-- EXTRACTED DATA follows --

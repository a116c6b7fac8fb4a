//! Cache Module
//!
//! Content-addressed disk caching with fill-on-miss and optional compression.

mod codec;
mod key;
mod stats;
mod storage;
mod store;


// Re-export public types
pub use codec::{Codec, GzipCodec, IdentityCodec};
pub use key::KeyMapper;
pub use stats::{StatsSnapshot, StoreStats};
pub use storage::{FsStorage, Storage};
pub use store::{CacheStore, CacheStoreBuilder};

-- EXTRACTED DATA concluded --
-- EXTRACTED DATA follows --

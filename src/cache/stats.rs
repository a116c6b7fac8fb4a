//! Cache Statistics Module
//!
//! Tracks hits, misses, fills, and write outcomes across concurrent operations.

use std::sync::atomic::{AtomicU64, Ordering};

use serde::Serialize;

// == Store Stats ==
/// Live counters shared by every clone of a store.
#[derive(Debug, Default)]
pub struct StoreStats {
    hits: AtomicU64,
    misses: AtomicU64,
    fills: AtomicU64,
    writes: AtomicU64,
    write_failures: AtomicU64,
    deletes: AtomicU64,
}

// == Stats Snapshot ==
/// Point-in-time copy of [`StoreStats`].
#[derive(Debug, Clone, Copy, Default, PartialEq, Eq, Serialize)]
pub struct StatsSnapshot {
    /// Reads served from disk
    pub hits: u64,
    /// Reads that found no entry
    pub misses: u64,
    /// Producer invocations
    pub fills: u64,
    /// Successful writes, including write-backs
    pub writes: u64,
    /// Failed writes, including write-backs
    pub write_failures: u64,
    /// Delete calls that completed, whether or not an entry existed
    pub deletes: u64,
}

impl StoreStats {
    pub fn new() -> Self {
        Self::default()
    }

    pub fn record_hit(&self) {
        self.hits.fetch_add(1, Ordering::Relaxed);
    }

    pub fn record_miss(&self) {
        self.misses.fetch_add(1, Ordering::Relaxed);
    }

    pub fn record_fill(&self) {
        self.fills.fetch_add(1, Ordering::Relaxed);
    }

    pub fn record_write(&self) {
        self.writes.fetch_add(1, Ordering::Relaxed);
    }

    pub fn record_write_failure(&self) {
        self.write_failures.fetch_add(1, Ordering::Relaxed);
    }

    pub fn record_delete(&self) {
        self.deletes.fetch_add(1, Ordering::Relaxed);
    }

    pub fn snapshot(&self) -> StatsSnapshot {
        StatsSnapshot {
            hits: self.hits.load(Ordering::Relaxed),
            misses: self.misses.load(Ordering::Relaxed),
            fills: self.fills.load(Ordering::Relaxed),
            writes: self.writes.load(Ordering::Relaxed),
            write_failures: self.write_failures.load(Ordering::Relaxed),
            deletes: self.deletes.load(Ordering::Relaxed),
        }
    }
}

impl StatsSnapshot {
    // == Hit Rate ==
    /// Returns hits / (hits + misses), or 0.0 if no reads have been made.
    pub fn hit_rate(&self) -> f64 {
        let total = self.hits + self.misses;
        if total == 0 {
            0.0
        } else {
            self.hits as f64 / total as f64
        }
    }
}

-- EXTRACTED DATA concluded --
-- EXTRACTED DATA follows --

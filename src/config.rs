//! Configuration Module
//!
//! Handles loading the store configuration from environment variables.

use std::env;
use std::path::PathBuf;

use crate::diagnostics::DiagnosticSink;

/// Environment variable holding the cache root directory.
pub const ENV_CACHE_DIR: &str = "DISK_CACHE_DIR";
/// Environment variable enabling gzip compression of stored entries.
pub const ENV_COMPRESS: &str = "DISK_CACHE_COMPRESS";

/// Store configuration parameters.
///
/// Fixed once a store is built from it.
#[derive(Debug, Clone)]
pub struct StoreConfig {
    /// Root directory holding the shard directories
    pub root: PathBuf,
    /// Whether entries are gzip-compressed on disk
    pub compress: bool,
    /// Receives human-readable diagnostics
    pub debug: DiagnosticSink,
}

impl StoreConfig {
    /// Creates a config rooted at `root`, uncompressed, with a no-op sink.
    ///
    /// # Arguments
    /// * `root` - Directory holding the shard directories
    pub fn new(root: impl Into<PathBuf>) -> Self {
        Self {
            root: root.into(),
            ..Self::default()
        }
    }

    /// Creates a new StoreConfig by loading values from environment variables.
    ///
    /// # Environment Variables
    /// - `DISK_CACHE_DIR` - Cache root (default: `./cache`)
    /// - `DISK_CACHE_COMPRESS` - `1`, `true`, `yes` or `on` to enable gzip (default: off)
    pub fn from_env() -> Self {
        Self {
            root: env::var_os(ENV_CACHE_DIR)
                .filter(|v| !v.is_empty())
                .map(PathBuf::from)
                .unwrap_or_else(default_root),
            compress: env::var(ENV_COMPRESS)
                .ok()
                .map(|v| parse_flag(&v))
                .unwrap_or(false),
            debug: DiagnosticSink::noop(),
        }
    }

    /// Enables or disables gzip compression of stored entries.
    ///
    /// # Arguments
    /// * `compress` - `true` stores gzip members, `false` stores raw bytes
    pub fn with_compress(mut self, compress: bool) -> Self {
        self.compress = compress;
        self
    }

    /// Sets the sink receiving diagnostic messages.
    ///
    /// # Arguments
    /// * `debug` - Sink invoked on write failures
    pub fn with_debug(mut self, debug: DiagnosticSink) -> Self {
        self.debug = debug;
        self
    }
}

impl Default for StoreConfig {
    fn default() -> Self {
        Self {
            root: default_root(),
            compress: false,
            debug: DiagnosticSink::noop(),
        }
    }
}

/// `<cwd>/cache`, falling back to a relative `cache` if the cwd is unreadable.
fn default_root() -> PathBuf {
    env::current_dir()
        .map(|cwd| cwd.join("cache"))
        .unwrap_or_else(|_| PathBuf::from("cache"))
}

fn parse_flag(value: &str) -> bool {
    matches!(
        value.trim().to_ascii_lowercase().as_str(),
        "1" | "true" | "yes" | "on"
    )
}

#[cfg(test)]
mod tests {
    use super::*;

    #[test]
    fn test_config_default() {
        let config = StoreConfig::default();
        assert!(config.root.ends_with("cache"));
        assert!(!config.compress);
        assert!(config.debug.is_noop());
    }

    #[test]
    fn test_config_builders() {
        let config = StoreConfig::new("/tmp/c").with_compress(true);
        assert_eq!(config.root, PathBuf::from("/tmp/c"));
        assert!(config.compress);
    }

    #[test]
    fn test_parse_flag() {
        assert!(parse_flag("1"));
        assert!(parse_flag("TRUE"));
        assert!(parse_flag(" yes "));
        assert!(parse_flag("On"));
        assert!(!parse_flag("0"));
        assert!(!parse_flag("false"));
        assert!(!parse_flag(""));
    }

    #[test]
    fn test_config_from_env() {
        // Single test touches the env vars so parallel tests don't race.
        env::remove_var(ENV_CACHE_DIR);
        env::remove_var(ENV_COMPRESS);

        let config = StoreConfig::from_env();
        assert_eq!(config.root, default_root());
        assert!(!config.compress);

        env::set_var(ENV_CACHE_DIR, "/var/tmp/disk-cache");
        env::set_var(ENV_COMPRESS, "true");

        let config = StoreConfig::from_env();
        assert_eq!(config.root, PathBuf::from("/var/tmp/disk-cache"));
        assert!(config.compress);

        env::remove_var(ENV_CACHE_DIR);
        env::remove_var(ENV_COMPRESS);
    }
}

-- EXTRACTED DATA concluded --

Pick out every line above that contains the word "StatsSnapshot" and copy it.

pub use stats::{StatsSnapshot, StoreStats};
pub struct StatsSnapshot {
    pub fn snapshot(&self) -> StatsSnapshot {
        StatsSnapshot {
impl StatsSnapshot {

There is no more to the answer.